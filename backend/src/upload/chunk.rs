//! Partitioning of a record set into bounded, contiguous chunks.

use serde::Serialize;
use std::ops::Range;

use crate::error::UploadError;

/// A contiguous slice `start..start + len` of the record set.
#[derive(Debug, Clone, Copy, PartialEq, Eq, Serialize)]
#[serde(rename_all = "camelCase")]
pub struct Chunk {
    /// 0-based position in submission order.
    pub index: usize,
    pub start: usize,
    pub len: usize,
}

impl Chunk {
    pub fn range(&self) -> Range<usize> {
        self.start..self.start + self.len
    }

    /// 1-based number, as shown to users.
    pub fn number(&self) -> usize {
        self.index + 1
    }
}

/// Split `total` records into `ceil(total / size)` chunks of at most `size`.
///
/// Only the last chunk may be short. Zero records yield no chunks.
pub fn plan_chunks(total: usize, size: usize) -> Result<Vec<Chunk>, UploadError> {
    if size == 0 {
        return Err(UploadError::InvalidChunkSize);
    }

    Ok((0..total.div_ceil(size))
        .map(|index| {
            let start = index * size;
            Chunk {
                index,
                start,
                len: size.min(total - start),
            }
        })
        .collect())
}

#[cfg(test)]
mod tests {
    use super::*;

    #[test]
    fn test_127_by_50() {
        let chunks = plan_chunks(127, 50).unwrap();
        let sizes: Vec<usize> = chunks.iter().map(|c| c.len).collect();
        assert_eq!(sizes, vec![50, 50, 27]);
        assert_eq!(chunks[2].range(), 100..127);
        assert_eq!(chunks[2].number(), 3);
    }

    #[test]
    fn test_chunks_partition_input() {
        for total in [0, 1, 9, 10, 11, 50, 99, 100, 101] {
            for size in [1, 3, 10, 50] {
                let chunks = plan_chunks(total, size).unwrap();
                assert_eq!(chunks.len(), total.div_ceil(size));

                let covered: Vec<usize> = chunks.iter().flat_map(|c| c.range()).collect();
                assert_eq!(covered, (0..total).collect::<Vec<_>>());
                assert!(chunks.iter().all(|c| c.len >= 1 && c.len <= size));
            }
        }
    }

    #[test]
    fn test_zero_size_rejected() {
        assert_eq!(plan_chunks(10, 0), Err(UploadError::InvalidChunkSize));
    }
}
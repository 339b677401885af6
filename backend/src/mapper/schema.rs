//! Fixed column schemas per record kind.
//!
//! Column order here is the export order. Import is header-driven, so input
//! files may order (or omit) columns freely.

use crate::models::RecordKind;

pub mod employee {
    pub const EMPLOYEE_ID: &str = "employeeId";
    pub const FIRST_NAME: &str = "firstName";
    pub const LAST_NAME: &str = "lastName";
    pub const PREFERRED_NAME: &str = "preferredName";
    pub const GENDER: &str = "gender";
    pub const DATE_OF_BIRTH: &str = "dateOfBirth";
    pub const MOBILE_NO: &str = "mobileNo";
    pub const EMAIL: &str = "email";
    pub const ADDRESS: &str = "address";
    pub const PAYROLL_ID: &str = "payrollId";
    pub const STATUS: &str = "status";
    pub const BASE_LOCATION_ID: &str = "baseLocationId";
    pub const LOCATION_ACCESS: &str = "locationAccess";
    pub const PAY_STRUCTURE_NAME: &str = "payStructureName";

    pub const HAS_DAILY_RATES: &str = "hasDailyRates";
    pub const NI_DAY_MODE: &str = "niDayMode";
    pub const NI_REGULAR_DAYS: &str = "ni_regularDays";
    pub const NI_REGULAR_DAY_RATE: &str = "ni_regularDayRate";
    pub const NI_EXTRA_DAY_RATE: &str = "ni_extraDayRate";
    pub const NI_EXTRA_SHIFT_RATE: &str = "ni_extraShiftRate";
    pub const CASH_DAY_MODE: &str = "cashDayMode";
    pub const CASH_REGULAR_DAYS: &str = "cash_regularDays";
    pub const CASH_REGULAR_DAY_RATE: &str = "cash_regularDayRate";
    pub const CASH_EXTRA_DAY_RATE: &str = "cash_extraDayRate";
    pub const CASH_EXTRA_SHIFT_RATE: &str = "cash_extraShiftRate";

    pub const HAS_HOURLY_RATES: &str = "hasHourlyRates";
    pub const NI_HOURS_MODE: &str = "niHoursMode";
    pub const MIN_NI_HOURS: &str = "minNiHours";
    pub const MAX_NI_HOURS: &str = "maxNiHours";
    pub const PERCENTAGE_NI_HOURS: &str = "percentageNiHours";
    pub const NI_RATE_PER_HOUR: &str = "niRatePerHour";
    pub const FIXED_NI_HOURS: &str = "fixedNiHours";
    pub const CASH_HOURS_MODE: &str = "cashHoursMode";
    pub const MIN_CASH_HOURS: &str = "minCashHours";
    pub const MAX_CASH_HOURS: &str = "maxCashHours";
    pub const PERCENTAGE_CASH_HOURS: &str = "percentageCashHours";
    pub const CASH_RATE_PER_HOUR: &str = "cashRatePerHour";

    pub const HAS_OTHER_CONSIDERATIONS: &str = "hasOtherConsiderations";
    pub const NOTE: &str = "note";
    pub const NI_ADDITIONS: &str = "niAdditions";
    pub const NI_DEDUCTIONS: &str = "niDeductions";
    pub const CASH_ADDITIONS: &str = "cashAdditions";
    pub const CASH_DEDUCTIONS: &str = "cashDeductions";

    /// `[regularDays, regularDayRate, extraDayRate, extraShiftRate]` for NI.
    pub const NI_DAY_RATES: [&str; 4] = [
        NI_REGULAR_DAYS,
        NI_REGULAR_DAY_RATE,
        NI_EXTRA_DAY_RATE,
        NI_EXTRA_SHIFT_RATE,
    ];

    /// `[regularDays, regularDayRate, extraDayRate, extraShiftRate]` for cash.
    pub const CASH_DAY_RATES: [&str; 4] = [
        CASH_REGULAR_DAYS,
        CASH_REGULAR_DAY_RATE,
        CASH_EXTRA_DAY_RATE,
        CASH_EXTRA_SHIFT_RATE,
    ];

    pub const DAILY_GROUP: [&str; 10] = [
        NI_DAY_MODE,
        NI_REGULAR_DAYS,
        NI_REGULAR_DAY_RATE,
        NI_EXTRA_DAY_RATE,
        NI_EXTRA_SHIFT_RATE,
        CASH_DAY_MODE,
        CASH_REGULAR_DAYS,
        CASH_REGULAR_DAY_RATE,
        CASH_EXTRA_DAY_RATE,
        CASH_EXTRA_SHIFT_RATE,
    ];

    pub const NI_HOURS_FIELDS: [&str; 5] = [
        MIN_NI_HOURS,
        MAX_NI_HOURS,
        PERCENTAGE_NI_HOURS,
        NI_RATE_PER_HOUR,
        FIXED_NI_HOURS,
    ];

    pub const CASH_HOURS_FIELDS: [&str; 4] = [
        MIN_CASH_HOURS,
        MAX_CASH_HOURS,
        PERCENTAGE_CASH_HOURS,
        CASH_RATE_PER_HOUR,
    ];

    pub const HOURLY_GROUP: [&str; 11] = [
        NI_HOURS_MODE,
        MIN_NI_HOURS,
        MAX_NI_HOURS,
        PERCENTAGE_NI_HOURS,
        NI_RATE_PER_HOUR,
        FIXED_NI_HOURS,
        CASH_HOURS_MODE,
        MIN_CASH_HOURS,
        MAX_CASH_HOURS,
        PERCENTAGE_CASH_HOURS,
        CASH_RATE_PER_HOUR,
    ];

    pub const OTHER_GROUP: [&str; 5] = [
        NOTE,
        NI_ADDITIONS,
        NI_DEDUCTIONS,
        CASH_ADDITIONS,
        CASH_DEDUCTIONS,
    ];

    pub const COLUMNS: [&str; 42] = [
        FIRST_NAME,
        LAST_NAME,
        PREFERRED_NAME,
        GENDER,
        DATE_OF_BIRTH,
        MOBILE_NO,
        EMAIL,
        ADDRESS,
        PAYROLL_ID,
        STATUS,
        BASE_LOCATION_ID,
        LOCATION_ACCESS,
        PAY_STRUCTURE_NAME,
        HAS_DAILY_RATES,
        NI_DAY_MODE,
        NI_REGULAR_DAYS,
        NI_REGULAR_DAY_RATE,
        NI_EXTRA_DAY_RATE,
        NI_EXTRA_SHIFT_RATE,
        CASH_DAY_MODE,
        CASH_REGULAR_DAYS,
        CASH_REGULAR_DAY_RATE,
        CASH_EXTRA_DAY_RATE,
        CASH_EXTRA_SHIFT_RATE,
        HAS_HOURLY_RATES,
        NI_HOURS_MODE,
        MIN_NI_HOURS,
        MAX_NI_HOURS,
        PERCENTAGE_NI_HOURS,
        NI_RATE_PER_HOUR,
        FIXED_NI_HOURS,
        CASH_HOURS_MODE,
        MIN_CASH_HOURS,
        MAX_CASH_HOURS,
        PERCENTAGE_CASH_HOURS,
        CASH_RATE_PER_HOUR,
        HAS_OTHER_CONSIDERATIONS,
        NOTE,
        NI_ADDITIONS,
        NI_DEDUCTIONS,
        CASH_ADDITIONS,
        CASH_DEDUCTIONS,
    ];
}

pub mod nic_tax {
    pub const RECORD_NAME: &str = "RecordName";
    pub const START_DATE: &str = "StartDate";
    pub const END_DATE: &str = "EndDate";
    pub const BASE_LOCATION_ID: &str = "BaseLocationId";
    pub const EMPLOYEE_ID: &str = "EmployeeId";
    pub const EES_NIC: &str = "EesNIC";
    pub const ER_NIC: &str = "ErNIC";
    pub const EES_TAX: &str = "EesTax";
    pub const NOTES: &str = "Notes";

    /// Record-level columns, read from the first row.
    pub const RECORD_LEVEL: [&str; 4] = [RECORD_NAME, START_DATE, END_DATE, BASE_LOCATION_ID];

    pub const COLUMNS: [&str; 9] = [
        RECORD_NAME,
        START_DATE,
        END_DATE,
        BASE_LOCATION_ID,
        EMPLOYEE_ID,
        EES_NIC,
        ER_NIC,
        EES_TAX,
        NOTES,
    ];
}

pub mod timesheet {
    pub const TIMESHEET_NAME: &str = "TimesheetName";
    pub const START_DATE: &str = "StartDate";
    pub const END_DATE: &str = "EndDate";
    pub const WORK_LOCATION: &str = "WorkLocation";
    pub const EMPLOYEE_NAME: &str = "EmployeeName";
    pub const PAYROLL_ID: &str = "PayrollID";
    pub const BASE_LOCATION: &str = "BaseLocation";
    pub const HOURS_WORKED: &str = "HoursWorked";
    pub const DAYS_WORKED: &str = "DaysWorked";
    pub const EXTRA_SHIFT: &str = "ExtraShift";
    pub const ADDITION: &str = "Addition";
    pub const DEDUCTION: &str = "Deduction";
    pub const NOTES: &str = "Notes";

    /// Record-level columns, read from the first row.
    pub const RECORD_LEVEL: [&str; 4] = [TIMESHEET_NAME, START_DATE, END_DATE, WORK_LOCATION];

    pub const COLUMNS: [&str; 13] = [
        TIMESHEET_NAME,
        START_DATE,
        END_DATE,
        WORK_LOCATION,
        EMPLOYEE_NAME,
        PAYROLL_ID,
        BASE_LOCATION,
        HOURS_WORKED,
        DAYS_WORKED,
        EXTRA_SHIFT,
        ADDITION,
        DEDUCTION,
        NOTES,
    ];
}

/// Export column order for `kind`.
pub fn columns(kind: RecordKind) -> &'static [&'static str] {
    match kind {
        RecordKind::Employee => &employee::COLUMNS,
        RecordKind::NicTax => &nic_tax::COLUMNS,
        RecordKind::Timesheet => &timesheet::COLUMNS,
    }
}

/// Employee columns prefixed with `employeeId`, used for bulk-update files.
pub fn employee_update_columns() -> Vec<&'static str> {
    std::iter::once(employee::EMPLOYEE_ID)
        .chain(employee::COLUMNS.iter().copied())
        .collect()
}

——————

=== PROBLEM DESCRIPTION ===
For an answer, give a copy of every line in the listing that holds the word "records".

=== RESULT BELOW ===
/// Split `total` records into `ceil(total / size)` chunks of at most `size`.
/// Only the last chunk may be short. Zero records yield no chunks.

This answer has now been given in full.